DATA FOR ANALYSIS: Begin

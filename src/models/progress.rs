//! 持久化的进度状态
//!
//! 文件格式为带缩进的 JSON，键名使用 camelCase。所有字段都有默认值，
//! 未知字段在读取时忽略，以便新旧版本的进度文件互相兼容。

use chrono::{DateTime, Utc};
use serde::{Deserialize, Serialize};
use std::collections::{BTreeMap, HashSet};

#[derive(Debug, Clone, Default, PartialEq, Serialize, Deserialize)]
#[serde(default, rename_all = "camelCase")]
pub struct ProgressState {
    /// 去重后的目标总数，首次确定后不再变化
    pub total: usize,
    /// 已完成数量（成功 + 失败）
    pub completed_count: usize,
    /// 下一个待执行的批次索引（从 0 开始）
    pub current_batch_index: usize,
    pub succeeded_targets: Vec<String>,
    pub failed_targets: Vec<String>,
    /// 失败目标最近一次的失败原因
    pub failure_reasons: BTreeMap<String, String>,
    pub last_processed_target: Option<String>,
    pub start_time: Option<DateTime<Utc>>,
    pub last_update: Option<DateTime<Utc>>,
}

impl ProgressState {
    /// 全新的进度（无历史记录时使用）
    pub fn fresh() -> Self {
        Self {
            start_time: Some(Utc::now()),
            ..Default::default()
        }
    }

    /// 已完成（成功或失败）的目标集合
    pub fn completed_set(&self) -> HashSet<&str> {
        self.succeeded_targets
            .iter()
            .chain(self.failed_targets.iter())
            .map(String::as_str)
            .collect()
    }

    pub fn succeeded(&self) -> usize {
        self.succeeded_targets.len()
    }

    pub fn failed(&self) -> usize {
        self.failed_targets.len()
    }

    /// 成功率（百分比），没有已完成目标时为 0
    pub fn success_rate(&self) -> f64 {
        if self.completed_count == 0 {
            0.0
        } else {
            self.succeeded() as f64 / self.completed_count as f64 * 100.0
        }
    }

    /// 完成度（百分比）
    pub fn completion_rate(&self) -> f64 {
        if self.total == 0 {
            0.0
        } else {
            self.completed_count as f64 / self.total as f64 * 100.0
        }
    }

    /// 从两个集合重新计算已完成数量
    pub(crate) fn recount(&mut self) {
        self.completed_count = self.succeeded_targets.len() + self.failed_targets.len();
    }
}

DATA FOR ANALYSIS: End

WHAT TO WORK ON
All of the data needs to be printed once more, exactly.

EXPECTED OUTPUT
filename src/models/progress.rs
//! 持久化的进度状态
//!
//! 文件格式为带缩进的 JSON，键名使用 camelCase。所有字段都有默认值，
//! 未知字段在读取时忽略，以便新旧版本的进度文件互相兼容。

use chrono::{DateTime, Utc};
use serde::{Deserialize, Serialize};
use std::collections::{BTreeMap, HashSet};

#[derive(Debug, Clone, Default, PartialEq, Serialize, Deserialize)]
#[serde(default, rename_all = "camelCase")]
pub struct ProgressState {
    /// 去重后的目标总数，首次确定后不再变化
    pub total: usize,
    /// 已完成数量（成功 + 失败）
    pub completed_count: usize,
    /// 下一个待执行的批次索引（从 0 开始）
    pub current_batch_index: usize,
    pub succeeded_targets: Vec<String>,
    pub failed_targets: Vec<String>,
    /// 失败目标最近一次的失败原因
    pub failure_reasons: BTreeMap<String, String>,
    pub last_processed_target: Option<String>,
    pub start_time: Option<DateTime<Utc>>,
    pub last_update: Option<DateTime<Utc>>,
}

impl ProgressState {
    /// 全新的进度（无历史记录时使用）
    pub fn fresh() -> Self {
        Self {
            start_time: Some(Utc::now()),
            ..Default::default()
        }
    }

    /// 已完成（成功或失败）的目标集合
    pub fn completed_set(&self) -> HashSet<&str> {
        self.succeeded_targets
            .iter()
            .chain(self.failed_targets.iter())
            .map(String::as_str)
            .collect()
    }

    pub fn succeeded(&self) -> usize {
        self.succeeded_targets.len()
    }

    pub fn failed(&self) -> usize {
        self.failed_targets.len()
    }

    /// 成功率（百分比），没有已完成目标时为 0
    pub fn success_rate(&self) -> f64 {
        if self.completed_count == 0 {
            0.0
        } else {
            self.succeeded() as f64 / self.completed_count as f64 * 100.0
        }
    }

    /// 完成度（百分比）
    pub fn completion_rate(&self) -> f64 {
        if self.total == 0 {
            0.0
        } else {
            self.completed_count as f64 / self.total as f64 * 100.0
        }
    }

    /// 从两个集合重新计算已完成数量
    pub(crate) fn recount(&mut self) {
        self.completed_count = self.succeeded_targets.len() + self.failed_targets.len();
    }
}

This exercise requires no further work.